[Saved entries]
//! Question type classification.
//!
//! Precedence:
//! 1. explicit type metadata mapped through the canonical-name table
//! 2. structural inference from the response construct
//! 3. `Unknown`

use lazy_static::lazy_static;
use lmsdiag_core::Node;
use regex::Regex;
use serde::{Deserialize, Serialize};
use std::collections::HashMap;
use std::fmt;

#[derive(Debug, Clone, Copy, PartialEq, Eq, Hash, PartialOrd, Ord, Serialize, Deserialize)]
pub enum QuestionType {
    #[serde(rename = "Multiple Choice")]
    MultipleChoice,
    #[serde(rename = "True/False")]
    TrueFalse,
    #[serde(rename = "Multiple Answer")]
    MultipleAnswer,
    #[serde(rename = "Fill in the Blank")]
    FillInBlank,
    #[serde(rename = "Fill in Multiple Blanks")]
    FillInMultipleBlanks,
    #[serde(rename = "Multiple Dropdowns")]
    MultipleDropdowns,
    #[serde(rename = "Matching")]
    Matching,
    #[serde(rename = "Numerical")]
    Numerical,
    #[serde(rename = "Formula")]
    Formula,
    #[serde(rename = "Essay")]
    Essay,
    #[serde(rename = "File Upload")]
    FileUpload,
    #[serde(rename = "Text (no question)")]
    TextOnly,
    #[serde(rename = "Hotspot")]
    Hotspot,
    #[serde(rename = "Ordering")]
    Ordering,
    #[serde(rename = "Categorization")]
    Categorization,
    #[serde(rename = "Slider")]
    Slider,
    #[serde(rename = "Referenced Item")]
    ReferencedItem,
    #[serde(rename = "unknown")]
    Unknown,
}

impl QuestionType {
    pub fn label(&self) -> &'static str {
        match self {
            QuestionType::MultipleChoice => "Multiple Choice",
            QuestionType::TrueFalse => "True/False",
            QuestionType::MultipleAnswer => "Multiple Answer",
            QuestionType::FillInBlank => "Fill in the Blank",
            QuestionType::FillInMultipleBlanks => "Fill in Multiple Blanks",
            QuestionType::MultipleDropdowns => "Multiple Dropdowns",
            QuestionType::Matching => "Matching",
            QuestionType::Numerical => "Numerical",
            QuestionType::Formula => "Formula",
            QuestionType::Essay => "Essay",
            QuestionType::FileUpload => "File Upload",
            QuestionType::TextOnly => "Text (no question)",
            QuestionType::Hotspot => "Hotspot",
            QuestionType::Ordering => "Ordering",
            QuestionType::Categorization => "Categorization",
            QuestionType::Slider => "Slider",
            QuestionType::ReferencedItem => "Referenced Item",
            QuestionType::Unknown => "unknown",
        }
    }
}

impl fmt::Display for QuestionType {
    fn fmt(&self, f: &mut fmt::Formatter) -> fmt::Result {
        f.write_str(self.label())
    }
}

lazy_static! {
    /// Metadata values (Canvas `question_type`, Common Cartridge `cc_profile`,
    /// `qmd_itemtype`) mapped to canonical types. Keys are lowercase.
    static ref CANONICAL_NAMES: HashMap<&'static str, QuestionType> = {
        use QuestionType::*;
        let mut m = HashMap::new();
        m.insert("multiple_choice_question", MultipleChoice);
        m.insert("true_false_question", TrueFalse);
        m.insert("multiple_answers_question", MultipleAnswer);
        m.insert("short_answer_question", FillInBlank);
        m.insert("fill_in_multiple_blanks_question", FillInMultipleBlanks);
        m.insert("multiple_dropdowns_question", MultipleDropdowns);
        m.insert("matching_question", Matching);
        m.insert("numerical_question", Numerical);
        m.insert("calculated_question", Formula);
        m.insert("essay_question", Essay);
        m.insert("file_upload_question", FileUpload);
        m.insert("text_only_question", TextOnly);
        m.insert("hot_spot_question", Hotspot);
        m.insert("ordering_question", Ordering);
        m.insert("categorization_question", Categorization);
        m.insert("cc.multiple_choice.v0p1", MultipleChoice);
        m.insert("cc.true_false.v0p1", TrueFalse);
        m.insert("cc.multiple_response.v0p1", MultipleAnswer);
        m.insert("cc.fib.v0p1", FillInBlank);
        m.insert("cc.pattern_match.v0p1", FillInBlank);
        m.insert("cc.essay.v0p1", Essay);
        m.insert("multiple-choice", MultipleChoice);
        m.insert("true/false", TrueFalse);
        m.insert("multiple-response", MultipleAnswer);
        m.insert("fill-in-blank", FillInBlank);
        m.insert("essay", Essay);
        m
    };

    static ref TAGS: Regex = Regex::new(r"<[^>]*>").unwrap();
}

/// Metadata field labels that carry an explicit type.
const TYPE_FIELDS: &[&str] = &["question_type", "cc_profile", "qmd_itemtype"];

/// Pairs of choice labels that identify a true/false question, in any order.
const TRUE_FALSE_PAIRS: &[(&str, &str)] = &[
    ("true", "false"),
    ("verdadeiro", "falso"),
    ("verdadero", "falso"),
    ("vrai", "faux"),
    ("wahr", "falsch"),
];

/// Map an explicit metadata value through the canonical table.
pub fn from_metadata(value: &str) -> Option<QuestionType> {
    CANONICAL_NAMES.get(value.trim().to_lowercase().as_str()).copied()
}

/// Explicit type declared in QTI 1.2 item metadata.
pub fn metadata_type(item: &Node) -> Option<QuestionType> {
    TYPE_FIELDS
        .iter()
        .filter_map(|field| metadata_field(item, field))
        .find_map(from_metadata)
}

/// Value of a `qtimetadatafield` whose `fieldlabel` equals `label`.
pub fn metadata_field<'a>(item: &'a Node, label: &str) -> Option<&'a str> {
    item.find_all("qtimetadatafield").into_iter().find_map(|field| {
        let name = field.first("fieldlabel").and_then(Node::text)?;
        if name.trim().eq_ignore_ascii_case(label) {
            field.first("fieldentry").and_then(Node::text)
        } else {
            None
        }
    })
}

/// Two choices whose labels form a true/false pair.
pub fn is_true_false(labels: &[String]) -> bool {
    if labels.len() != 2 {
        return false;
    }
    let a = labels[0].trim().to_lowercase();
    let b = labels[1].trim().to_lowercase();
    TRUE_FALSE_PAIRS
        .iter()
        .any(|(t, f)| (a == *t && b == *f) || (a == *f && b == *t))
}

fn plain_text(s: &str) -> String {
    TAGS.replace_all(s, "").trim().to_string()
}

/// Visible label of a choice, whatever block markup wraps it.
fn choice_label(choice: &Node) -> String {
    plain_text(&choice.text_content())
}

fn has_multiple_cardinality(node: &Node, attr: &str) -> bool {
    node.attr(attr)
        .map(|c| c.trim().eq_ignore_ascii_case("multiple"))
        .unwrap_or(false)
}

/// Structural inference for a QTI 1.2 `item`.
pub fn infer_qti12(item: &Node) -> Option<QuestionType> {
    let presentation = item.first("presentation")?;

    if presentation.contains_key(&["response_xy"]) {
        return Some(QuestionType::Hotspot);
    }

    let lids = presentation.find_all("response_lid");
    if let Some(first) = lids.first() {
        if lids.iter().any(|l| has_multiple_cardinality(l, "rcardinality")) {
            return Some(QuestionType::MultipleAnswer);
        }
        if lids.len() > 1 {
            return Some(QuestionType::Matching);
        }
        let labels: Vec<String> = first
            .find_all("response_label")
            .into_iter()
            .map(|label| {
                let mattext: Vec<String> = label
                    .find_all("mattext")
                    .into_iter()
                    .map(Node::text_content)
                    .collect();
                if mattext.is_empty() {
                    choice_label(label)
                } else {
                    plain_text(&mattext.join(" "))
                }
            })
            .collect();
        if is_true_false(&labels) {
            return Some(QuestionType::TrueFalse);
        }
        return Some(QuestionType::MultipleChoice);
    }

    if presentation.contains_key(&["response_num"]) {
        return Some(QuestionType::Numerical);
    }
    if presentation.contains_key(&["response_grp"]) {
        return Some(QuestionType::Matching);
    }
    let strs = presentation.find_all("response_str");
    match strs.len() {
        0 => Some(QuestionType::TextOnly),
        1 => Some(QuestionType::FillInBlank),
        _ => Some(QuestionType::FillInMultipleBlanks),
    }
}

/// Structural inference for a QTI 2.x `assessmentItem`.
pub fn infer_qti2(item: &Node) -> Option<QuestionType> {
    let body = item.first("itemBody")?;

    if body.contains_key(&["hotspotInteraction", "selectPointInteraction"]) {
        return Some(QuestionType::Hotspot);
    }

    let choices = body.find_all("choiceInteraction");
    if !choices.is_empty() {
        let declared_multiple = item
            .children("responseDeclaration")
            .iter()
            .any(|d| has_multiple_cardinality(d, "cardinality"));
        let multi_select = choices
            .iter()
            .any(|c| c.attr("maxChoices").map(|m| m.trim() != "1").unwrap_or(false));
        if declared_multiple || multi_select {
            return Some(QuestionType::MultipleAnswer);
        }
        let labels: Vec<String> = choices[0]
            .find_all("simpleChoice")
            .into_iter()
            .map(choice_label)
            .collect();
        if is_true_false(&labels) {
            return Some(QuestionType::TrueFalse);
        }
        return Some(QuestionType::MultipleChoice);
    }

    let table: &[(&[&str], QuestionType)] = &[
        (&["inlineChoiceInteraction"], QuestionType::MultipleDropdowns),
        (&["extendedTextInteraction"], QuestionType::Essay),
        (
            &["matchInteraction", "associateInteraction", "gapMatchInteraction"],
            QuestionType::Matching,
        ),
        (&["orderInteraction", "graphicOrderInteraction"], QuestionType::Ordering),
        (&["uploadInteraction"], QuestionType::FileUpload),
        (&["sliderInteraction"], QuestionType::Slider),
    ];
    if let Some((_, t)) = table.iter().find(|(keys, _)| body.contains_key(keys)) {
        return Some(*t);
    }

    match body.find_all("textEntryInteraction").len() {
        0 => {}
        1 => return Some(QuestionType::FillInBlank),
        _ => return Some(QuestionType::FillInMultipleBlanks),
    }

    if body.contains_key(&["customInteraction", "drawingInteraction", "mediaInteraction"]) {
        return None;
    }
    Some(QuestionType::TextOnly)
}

PROBLEM TO WORK ON – Every line above that holds the word "lids" needs to be copied.

EXERCISE SOLUTION –
    let lids = presentation.find_all("response_lid");
    if let Some(first) = lids.first() {
        if lids.iter().any(|l| has_multiple_cardinality(l, "rcardinality")) {
        if lids.len() > 1 {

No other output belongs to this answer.